Member participation is vital. These are important decisions that require unity among the membership. In workplaces where members are active, the union is strong; where participation is low, the union is weak. It is only when workers actively participate in building the union that we have the power to force the employer to provide quality patient care, safe working conditions, and good pay and benefits.
The power of the union comes from uniting all workers hired by the employer. The union must be truly democratic with room for everyone, including those with different ideas. The union should be the safest place in our society to disagree, a place where all workers and all ideas are welcome.
We do not choose who belongs to our union; employers choose who belongs to the union by whom they choose to hire. Collectively we must work with everyone the employers hire, including new hires and probationary employees, to create the unity and strength we need to win goals that we all support.
Workers make up a majority of the population, but employers and their administrators and managers, who make up just a small part of the population, exercise tremendous influence over the rest of us. To remain powerful, and to undermine the enormous power that workers have when they are united, employers continually attempt to divide workers — by job classification, education and training, and even by age, gender, race, ethnicity, sexual orientation, gender identity, and legal status. Employers try to use our differences to divide and weaken our union.

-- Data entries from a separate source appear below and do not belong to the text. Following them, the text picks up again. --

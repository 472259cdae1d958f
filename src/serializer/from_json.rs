use chrono::{DateTime, NaiveDate, Utc};
use chrono_tz::Tz;
use serde_json::{Map, Value};

use crate::attachment::Attachment;
use crate::attendee::{Attendee, ResponseStatus};
use crate::conference::ConferenceSolution;
use crate::error::{EventError, EventResult};
use crate::event::{Event, Visibility};
use crate::event_time::{EventTime, local_timezone};
use crate::reminders::{Reminder, ReminderMethod, ReminderSet};
use crate::serializer::FromJson;

impl Event {
    /// Parse an event from a wire JSON string.
    pub fn from_json_str(s: &str) -> EventResult<Event> {
        let value: Value =
            serde_json::from_str(s).map_err(|e| EventError::MalformedJson(e.to_string()))?;
        Event::from_json(value)
    }
}

impl FromJson for Event {
    fn from_json(value: Value) -> EventResult<Self> {
        let Value::Object(mut obj) = value else {
            return Err(malformed("expected a JSON object"));
        };

        let summary = match obj.remove("summary") {
            Some(Value::String(s)) => s,
            Some(_) => return Err(malformed("'summary' must be a string")),
            None => return Err(malformed("missing 'summary'")),
        };

        let start = EventTime::from_json(require(&mut obj, "start")?)?;
        let end = EventTime::from_json(require(&mut obj, "end")?)?;
        if start.is_date() != end.is_date() {
            return Err(EventError::TimeKindMismatch);
        }

        // All-day events carry no zone on the wire; anchor them locally.
        let timezone = match &start {
            EventTime::Zoned(dt) => dt.timezone(),
            EventTime::Date(_) => local_timezone(),
        };

        let event_id = opt_string(&mut obj, "id")?;
        let description = opt_string(&mut obj, "description")?;
        let location = opt_string(&mut obj, "location")?;
        let color_id = opt_string(&mut obj, "colorId")?;

        let visibility = match opt_string(&mut obj, "visibility")?.as_deref() {
            None | Some("default") => Visibility::Default,
            Some("public") => Visibility::Public,
            Some("private") => Visibility::Private,
            Some(other) => return Err(malformed(&format!("unknown visibility '{other}'"))),
        };

        let recurrence = match obj.remove("recurrence") {
            None | Some(Value::Null) => Vec::new(),
            Some(Value::Array(items)) => items
                .into_iter()
                .map(|item| match item {
                    Value::String(s) => Ok(s),
                    _ => Err(malformed("'recurrence' entries must be strings")),
                })
                .collect::<EventResult<_>>()?,
            Some(_) => return Err(malformed("'recurrence' must be an array")),
        };

        let attendees = match obj.remove("attendees") {
            None | Some(Value::Null) => Vec::new(),
            Some(Value::Array(items)) => items
                .into_iter()
                .map(Attendee::from_json)
                .collect::<EventResult<_>>()?,
            Some(_) => return Err(malformed("'attendees' must be an array")),
        };

        let attachments = match obj.remove("attachments") {
            None | Some(Value::Null) => Vec::new(),
            Some(Value::Array(items)) => items
                .into_iter()
                .map(Attachment::from_json)
                .collect::<EventResult<_>>()?,
            Some(_) => return Err(malformed("'attachments' must be an array")),
        };

        let conference_solution = match obj.remove("conferenceData") {
            None | Some(Value::Null) => None,
            Some(value) => Some(ConferenceSolution::from_wire(value)),
        };

        let (default_reminders, reminders) = match obj.remove("reminders") {
            None | Some(Value::Null) => (false, ReminderSet::new()),
            Some(Value::Object(mut envelope)) => {
                let use_default = match envelope.remove("useDefault") {
                    None | Some(Value::Null) => false,
                    Some(Value::Bool(b)) => b,
                    Some(_) => return Err(malformed("'reminders.useDefault' must be a boolean")),
                };
                let overrides = match envelope.remove("overrides") {
                    None | Some(Value::Null) => Vec::new(),
                    Some(Value::Array(items)) => items
                        .into_iter()
                        .map(Reminder::from_json)
                        .collect::<EventResult<_>>()?,
                    Some(_) => return Err(malformed("'reminders.overrides' must be an array")),
                };
                let set = ReminderSet::from_reminders(overrides)?;
                set.check_default_conflict(use_default)?;
                (use_default, set)
            }
            Some(_) => return Err(malformed("'reminders' must be an object")),
        };

        let updated = match obj.remove("updated") {
            None | Some(Value::Null) => None,
            Some(Value::String(s)) => Some(
                DateTime::parse_from_rfc3339(&s)
                    .map_err(|e| malformed(&format!("bad 'updated' timestamp '{s}': {e}")))?
                    .with_timezone(&Utc),
            ),
            Some(_) => return Err(malformed("'updated' must be a string")),
        };

        // What remains is unrecognized; keep it verbatim, in document order.
        Ok(Event {
            event_id,
            summary,
            description,
            location,
            start,
            end,
            timezone,
            recurrence,
            color_id,
            visibility,
            attendees,
            attachments,
            conference_solution,
            reminders,
            default_reminders,
            updated,
            other: obj,
        })
    }
}

impl FromJson for EventTime {
    fn from_json(value: Value) -> EventResult<Self> {
        let Value::Object(obj) = value else {
            return Err(malformed("'start'/'end' must be an object"));
        };

        if let Some(date) = obj.get("date") {
            let s = date
                .as_str()
                .ok_or_else(|| malformed("'date' must be a string"))?;
            let d = NaiveDate::parse_from_str(s, "%Y-%m-%d")
                .map_err(|e| malformed(&format!("bad 'date' value '{s}': {e}")))?;
            Ok(EventTime::Date(d))
        } else if let Some(datetime) = obj.get("dateTime") {
            let s = datetime
                .as_str()
                .ok_or_else(|| malformed("'dateTime' must be a string"))?;
            let parsed = DateTime::parse_from_rfc3339(s)
                .map_err(|e| malformed(&format!("bad 'dateTime' value '{s}': {e}")))?;
            let tz = match obj.get("timeZone") {
                None | Some(Value::Null) => Tz::UTC,
                Some(Value::String(name)) => name
                    .parse::<Tz>()
                    .map_err(|_| EventError::UnknownTimezone(name.clone()))?,
                Some(_) => return Err(malformed("'timeZone' must be a string")),
            };
            Ok(EventTime::Zoned(parsed.with_timezone(&tz)))
        } else {
            Err(malformed("'start'/'end' must carry 'date' or 'dateTime'"))
        }
    }
}

impl FromJson for Attendee {
    fn from_json(value: Value) -> EventResult<Self> {
        let Value::Object(mut obj) = value else {
            return Err(malformed("attendee must be an object"));
        };

        let email = match obj.remove("email") {
            Some(Value::String(s)) => s,
            _ => return Err(malformed("attendee must carry a string 'email'")),
        };

        Ok(Attendee {
            email,
            display_name: opt_string(&mut obj, "displayName")?,
            comment: opt_string(&mut obj, "comment")?,
            optional: opt_bool(&mut obj, "optional")?,
            is_resource: opt_bool(&mut obj, "resource")?,
            additional_guests: opt_u32(&mut obj, "additionalGuests")?,
            response_status: opt_string(&mut obj, "responseStatus")?
                .as_deref()
                .and_then(parse_response_status),
            organizer: opt_bool(&mut obj, "organizer")?,
            is_self: opt_bool(&mut obj, "self")?,
        })
    }
}

impl FromJson for Attachment {
    fn from_json(value: Value) -> EventResult<Self> {
        let Value::Object(mut obj) = value else {
            return Err(malformed("attachment must be an object"));
        };

        let title = opt_string(&mut obj, "title")?.unwrap_or_default();
        let file_url = opt_string(&mut obj, "fileUrl")?
            .ok_or_else(|| malformed("attachment must carry a string 'fileUrl'"))?;
        let mime_type = opt_string(&mut obj, "mimeType")?.unwrap_or_default();

        Ok(Attachment {
            title,
            file_url,
            mime_type,
        })
    }
}

impl FromJson for Reminder {
    fn from_json(value: Value) -> EventResult<Self> {
        let Value::Object(mut obj) = value else {
            return Err(malformed("reminder override must be an object"));
        };

        let method = match opt_string(&mut obj, "method")?.as_deref() {
            Some("popup") => ReminderMethod::Popup,
            Some("email") => ReminderMethod::Email,
            Some(other) => return Err(malformed(&format!("unknown reminder method '{other}'"))),
            None => return Err(malformed("reminder override must carry 'method'")),
        };

        let minutes_before_start = opt_u32(&mut obj, "minutes")?
            .ok_or_else(|| malformed("reminder override must carry non-negative 'minutes'"))?;

        Ok(Reminder {
            method,
            minutes_before_start,
        })
    }
}

impl FromJson for ConferenceSolution {
    fn from_json(value: Value) -> EventResult<Self> {
        Ok(ConferenceSolution::from_wire(value))
    }
}

fn malformed(msg: &str) -> EventError {
    EventError::MalformedJson(msg.to_string())
}

fn require(obj: &mut Map<String, Value>, key: &str) -> EventResult<Value> {
    obj.remove(key)
        .ok_or_else(|| malformed(&format!("missing '{key}'")))
}

/// Optional string field; explicit `null` counts as absent.
fn opt_string(obj: &mut Map<String, Value>, key: &str) -> EventResult<Option<String>> {
    match obj.remove(key) {
        None | Some(Value::Null) => Ok(None),
        Some(Value::String(s)) => Ok(Some(s)),
        Some(_) => Err(malformed(&format!("'{key}' must be a string"))),
    }
}

fn opt_bool(obj: &mut Map<String, Value>, key: &str) -> EventResult<bool> {
    match obj.remove(key) {
        None | Some(Value::Null) => Ok(false),
        Some(Value::Bool(b)) => Ok(b),
        Some(_) => Err(malformed(&format!("'{key}' must be a boolean"))),
    }
}

fn opt_u32(obj: &mut Map<String, Value>, key: &str) -> EventResult<Option<u32>> {
    match obj.remove(key) {
        None | Some(Value::Null) => Ok(None),
        Some(value) => value
            .as_u64()
            .and_then(|n| u32::try_from(n).ok())
            .map(Some)
            .ok_or_else(|| malformed(&format!("'{key}' must be a non-negative integer"))),
    }
}

fn parse_response_status(s: &str) -> Option<ResponseStatus> {
    match s {
        "needsAction" => Some(ResponseStatus::NeedsAction),
        "declined" => Some(ResponseStatus::Declined),
        "tentative" => Some(ResponseStatus::Tentative),
        "accepted" => Some(ResponseStatus::Accepted),
        _ => None,
    }
}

The IAM fights discrimination in three ways. First, we support all movements that fight against racism, bigotry, and prejudice of any kind. Second, our contracts include strong language that prohibits the employer from discriminating based on the basis of race, creed, sexual orientation, age, gender, gender identification, and union activity. Third, we have a simple standard: all union members have the absolute right to be judged based on their own actions and behavior, regardless of what they look like, where they come from, what language they speak, who they love, or what religion they practice, if any. We believe that an injury to one is an injury to all, and that what unites us is good and what divides us is bad.